Elise Stefanik, a 36-year-old New York woman, takes charge of being elected the next speaker of the Republican conference in the House of Representatives amid calls to remove Cheney from office for her refusal to accept allegations of theft from the elections.
Trump on Wednesday approved Stefanik’s role, which would make her the party’s biggest woman on Capitol Hill, calling her a “tough, smart communicator.” He attacked Cheney as “a warlike fool who has no business in the leadership of the Republican party,” in a statement issued by his Save America political action committee.
Stefanik appeared Thursday in a podcast hosted by Trump’s former adviser Steve Bannon, and said he was “totally” in favor of Republican efforts to audit election results in Arizona, a state Biden won in November.

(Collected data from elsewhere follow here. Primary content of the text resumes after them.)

//! Square tile grid generation with a versioned binary map format
//!
//! A [`GridGenerator`] owns at most one [`GridSystem`] of square cells. In
//! editor mode it can fill a fresh grid with one element kind in a chosen
//! order, edit individual cells, and save or load the grid through
//! [`io::serializer::GridSystemSerializer`].

#![forbid(unsafe_code)]

/// Grid generation and the editor lifecycle
pub mod generator;
/// Grid storage, coordinates and element variants
pub mod grid;
/// Persistence, errors and command-line plumbing
pub mod io;

pub use generator::{EditorMode, FillDirection, GeneratorSettings, GridGenerator};
pub use grid::{GridCoordinate, GridSystem};
pub use io::error::{GridError, Result};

Trump and his allies have tried to question the poll despite multiple stories.
Trump forgave Bannon shortly before leaving the White House after federal prosecutors in New York accused the strategist of swindling hundreds of thousands of Trump supporters.
“Transparency is good,” Stefanik told Bannon. “We have to solve these electoral security problems.”
Cheney weight that disappears underscores Trump’s persistent influence in the Republican Party six months after his election loss to Joe Biden.
A staunch neoconservative and daughter of former Republican Vice President Dick Cheney, she has said she would not support Trump if he ran again in the White House in 2024.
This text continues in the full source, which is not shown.